Republican Gov. Larry Hogan's supplemental budget, which included an additional $28.2 million in funding for 11 public school systems in the state, including $1.6 million for Carroll County Public Schools, was passed by the Democrat-controlled General Assembly on Monday, but not before extra money for small community colleges was stripped from the bill.
Hogan's first supplemental budget included $1.4 million in funding for small community colleges and scholarships, Hannah Marr, a spokeswoman for the governor's office, said via email. About $376,000 would have gone to Carroll, Marr said.
"We were disappointed to see those funds removed during the conference committee," Marr said. "The governor is committed to funding community colleges to provide opportunities for more Marylanders to receive post-secondary education, and he will continue to fund these efforts."
Carroll Community College's budget has a gap of about $366,000, according to President James Ball.
"Whatever we do at this point, we would be looking to fill the gap," he said.
The hope, he said, was that this state money would offset that gap, and that current legislation could permanently fix the gap in years to come. Ball did not have updates on any of the bills that could help with funding for small community colleges in the future.
Seven small community colleges in Maryland receive more state money outside of the funding formula. They are Allegany College of Maryland, Garrett College, Hagerstown Community College, Carroll Community College, Cecil Community College, Chesapeake College and Wor–Wic Community College.

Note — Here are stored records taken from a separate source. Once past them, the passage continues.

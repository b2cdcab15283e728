pub mod flatten;
pub mod retrieval;

pub use flatten::{FlattenError, flatten_prescription};
pub use retrieval::{DEFAULT_LIMIT, search};
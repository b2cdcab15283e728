//! Pure defaulting applied to refiner JSON before schema validation.
//!
//! Normalization fills gaps the refiner is allowed to leave; it never
//! overwrites a value the refiner supplied. Validation stays a separate
//! step in [`crate::schema`].

use serde_json::{Value, json};

use crate::safety;

/// Default the `disclaimer` field of a prescription summary if the key is
/// absent. A present-but-null disclaimer is left alone and fails
/// validation, same as any other type error.
pub fn prescription(mut value: Value) -> Value {
    if let Some(obj) = value.as_object_mut() {
        if !obj.contains_key("disclaimer") {
            obj.insert("disclaimer".to_string(), json!(safety::DISCLAIMER));
        }
    }
    value
}

/// Normalize a Q&A response object.
///
/// Guarantees a complete `safety` block: a missing or non-object block is
/// replaced wholesale with the fixed footer, and individually missing
/// sub-fields are filled from it without touching present ones. A missing
/// or non-array `sources` field is replaced with `fallback_sources`, the
/// merged context sources computed upstream.
pub fn answer(mut value: Value, fallback_sources: &[String]) -> Value {
    let Some(obj) = value.as_object_mut() else {
        return value;
    };

    let has_safety_block = obj.get("safety").is_some_and(Value::is_object);
    if !has_safety_block {
        obj.insert("safety".to_string(), json!(safety::safety_footer()));
    } else if let Some(block) = obj.get_mut("safety").and_then(Value::as_object_mut) {
        block
            .entry("disclaimer")
            .or_insert_with(|| json!(safety::DISCLAIMER));
        block
            .entry("emergency")
            .or_insert_with(|| json!(safety::EMERGENCY));
        block
            .entry("version")
            .or_insert_with(|| json!(safety::FOOTER_VERSION));
    }

    let has_source_list = obj.get("sources").is_some_and(Value::is_array);
    if !has_source_list {
        obj.insert("sources".to_string(), json!(fallback_sources));
    }

    value
}

#[cfg(test)]
mod tests {
    use super::*;
    use serde_json::json;

    #[test]
    fn backfills_missing_disclaimer() {
        let value = prescription(json!({"medicines": []}));
        assert_eq!(value["disclaimer"], json!(safety::DISCLAIMER));
    }

    #[test]
    fn keeps_refiner_disclaimer() {
        let value = prescription(json!({"disclaimer": "custom"}));
        assert_eq!(value["disclaimer"], "custom");
    }

    #[test]
    fn replaces_missing_safety_block() {
        let value = answer(json!({"answer": "ok"}), &[]);
        assert_eq!(value["safety"]["disclaimer"], json!(safety::DISCLAIMER));
        assert_eq!(value["safety"]["emergency"], json!(safety::EMERGENCY));
        assert_eq!(value["safety"]["version"], "v1");
    }

    #[test]
    fn replaces_non_object_safety_block() {
        let value = answer(json!({"answer": "ok", "safety": "yes"}), &[]);
        assert_eq!(value["safety"]["version"], "v1");
    }

    #[test]
    fn fills_only_missing_safety_fields() {
        let value = answer(
            json!({"answer": "ok", "safety": {"disclaimer": "mine"}}),
            &[],
        );
        assert_eq!(value["safety"]["disclaimer"], "mine");
        assert_eq!(value["safety"]["emergency"], json!(safety::EMERGENCY));
        assert_eq!(value["safety"]["version"], "v1");
    }

    #[test]
    fn backfills_missing_sources() {
        let fallback = vec!["Omez 20 (20 mg) — before food".to_string()];
        let value = answer(json!({"answer": "ok"}), &fallback);
        assert_eq!(value["sources"], json!(fallback));
    }

    #[test]
    fn replaces_non_array_sources() {
        let fallback = vec!["a".to_string()];
        let value = answer(json!({"answer": "ok", "sources": "none"}), &fallback);
        assert_eq!(value["sources"], json!(["a"]));
    }

    #[test]
    fn keeps_refiner_sources() {
        let value = answer(
            json!({"answer": "ok", "sources": ["theirs"]}),
            &["ours".to_string()],
        );
        assert_eq!(value["sources"], json!(["theirs"]));
    }
}
use crate::schema::SafetyBlock;

/// Disclaimer attached to every response.
pub const DISCLAIMER: &str =
    "Informational only; not a substitute for professional medical advice.";

/// India-specific emergency contact hint.
pub const EMERGENCY: &str =
    "If this is an emergency in India, call 112 or visit the nearest emergency department.";

/// Version tag of the safety footer contract.
pub const FOOTER_VERSION: &str = "v1";

/// Generic message returned on rejection. The matched phrase is never
/// echoed back.
pub const REJECTION_MESSAGE: &str = "Request cannot be assisted due to safety policy.";

// High-risk phrases that hard-block a request before any model call.
const HARD_BLOCK_KEYWORDS: &[&str] = &[
    "how to overdose",
    "abort at home",
    "fentanyl recreation",
    "suicide method",
    "self-harm instructions",
];

/// Keyword prefilter applied before any model call.
///
/// Case-insensitive substring match, first hit in list order wins. Returns
/// the fixed rejection message when blocked, `None` when allowed. Rejection
/// is terminal; there is no retry or partial processing.
pub fn prefilter(text: &str) -> Option<&'static str> {
    let lower = text.to_lowercase();
    for phrase in HARD_BLOCK_KEYWORDS {
        if lower.contains(phrase) {
            return Some(REJECTION_MESSAGE);
        }
    }
    None
}

/// The fixed safety footer injected into every answer.
pub fn safety_footer() -> SafetyBlock {
    SafetyBlock {
        disclaimer: DISCLAIMER.to_string(),
        emergency: EMERGENCY.to_string(),
        version: FOOTER_VERSION.to_string(),
    }
}

#[cfg(test)]
mod tests {
    use super::*;

    #[test]
    fn blocks_every_denylisted_phrase() {
        for phrase in HARD_BLOCK_KEYWORDS {
            let input = format!("please tell me about {phrase} quickly");
            assert_eq!(prefilter(&input), Some(REJECTION_MESSAGE));
        }
    }

    #[test]
    fn matching_is_case_insensitive() {
        assert_eq!(
            prefilter("HOW TO OVERDOSE on paracetamol"),
            Some(REJECTION_MESSAGE)
        );
    }

    #[test]
    fn rejection_never_echoes_the_phrase() {
        let message = prefilter("suicide method").unwrap();
        assert!(!message.to_lowercase().contains("suicide"));
    }

    #[test]
    fn allows_ordinary_medical_questions() {
        assert_eq!(prefilter("I have fever, what can I take?"), None);
    }

    #[test]
    fn footer_is_fixed() {
        let footer = safety_footer();
        assert_eq!(footer.version, "v1");
        assert_eq!(footer, safety_footer());
    }
}
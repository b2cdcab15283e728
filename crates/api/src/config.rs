use anyhow::{Context, Result};
use axum::http::HeaderValue;
use tower_http::cors::{Any, CorsLayer};

/// Process configuration, read once from the environment at startup and
/// immutable thereafter.
#[derive(Debug, Clone)]
pub struct AppConfig {
    /// Base URL of the domain-specialist (draft) endpoint.
    pub medical_endpoint_url: String,
    /// Base URL of the refiner endpoint.
    pub refiner_endpoint_url: String,
    /// Bearer token accepted by both endpoints.
    pub api_token: String,
    pub host: String,
    pub port: u16,
    /// Comma-separated allow-list, or `*`.
    pub cors_origins: String,
    /// Upper bound on one model round-trip.
    pub request_timeout_secs: u64,
}

impl AppConfig {
    pub fn from_env() -> Result<Self> {
        Ok(Self {
            medical_endpoint_url: require("MEDICAL_ENDPOINT_URL")?,
            refiner_endpoint_url: require("REFINER_ENDPOINT_URL")?,
            api_token: require("HF_TOKEN")?,
            host: env_or("APP_HOST", "127.0.0.1"),
            port: env_or("APP_PORT", "8080")
                .parse()
                .context("APP_PORT must be a port number")?,
            cors_origins: env_or("CORS_ORIGINS", "*"),
            request_timeout_secs: env_or("REQUEST_TIMEOUT_SECS", "60")
                .parse()
                .context("REQUEST_TIMEOUT_SECS must be a number")?,
        })
    }

    pub fn cors_layer(&self) -> CorsLayer {
        let layer = CorsLayer::new().allow_methods(Any).allow_headers(Any);
        if self.cors_origins.trim() == "*" {
            layer.allow_origin(Any)
        } else {
            let origins: Vec<HeaderValue> = self
                .cors_origins
                .split(',')
                .filter_map(|origin| origin.trim().parse().ok())
                .collect();
            layer.allow_origin(origins)
        }
    }
}

fn require(key: &str) -> Result<String> {
    std::env::var(key).with_context(|| format!("missing required environment variable {key}"))
}

fn env_or(key: &str, default: &str) -> String {
    std::env::var(key).unwrap_or_else(|_| default.to_string())
}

But years ago, under the Cade formula grant, the Maryland General Assembly approved extra funding for Garrett, Hagerstown and Allegany, three small schools in western Maryland.
Senate Bill 521 would increase the amount of unrestricted grant funding from the state provided to small community colleges, and redistribute the money those three colleges were getting.
Ball said, at this point, Carroll is waiting to see how much money comes from the county government once the budget is completed in May. He didn't detail how the college would balance the budget, but did say they would not raise tuition.
Carroll Community College's board of trustees approved a budget in January that included a $6 per credit hour, or 4.5 percent, tuition increase. But in February, the board voted to reduce the tuition increase for the 2018 fiscal year from $6 to $2 per credit hour to be in line with the governor's vision for accessible, affordable college tuition.
Tuition at Carroll for the 2017-18 school year will be $134 per credit.
"We're very concerned about trying to keep our tuition at a reasonable level," Ball said.